(Stored data)
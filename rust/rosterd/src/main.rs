mod calc;
mod config;
mod dataset;
mod db;
mod ipc;
mod model;
mod query;
mod resolve;
mod seed;
mod store;

use clap::Parser;
use std::io::{self, BufRead, Write};

fn main() -> anyhow::Result<()> {
    let cli = config::Cli::parse();
    cli.init_logging();
    let mut state = ipc::AppState {
        dataset: cli.open_dataset()?,
    };

    let stdin = io::stdin();
    let mut stdout = io::stdout();

    for line in stdin.lock().lines() {
        let line = match line {
            Ok(v) => v,
            Err(e) => {
                log::warn!("stdin read failed: {}", e);
                break;
            }
        };
        if line.trim().is_empty() {
            continue;
        }

        let req: ipc::Request = match serde_json::from_str(&line) {
            Ok(v) => v,
            Err(e) => {
                // No id to answer to.
                let resp = serde_json::json!({
                    "ok": false,
                    "error": { "code": "bad_json", "message": e.to_string() }
                });
                let _ = writeln!(stdout, "{}", resp);
                let _ = stdout.flush();
                continue;
            }
        };

        let resp = ipc::handle_request(&mut state, req);
        let _ = writeln!(
            stdout,
            "{}",
            serde_json::to_string(&resp).unwrap_or_else(|_| "{\"ok\":false}".to_string())
        );
        let _ = stdout.flush();
    }
    log::info!("stdin closed, exiting");
    Ok(())
}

» AIM OF THE TASK: Which lines of the records above contain the word "main"? Report each one in full.

» EXERCISE SOLUTION:
filename rust/rosterd/src/main.rs
fn main() -> anyhow::Result<()> {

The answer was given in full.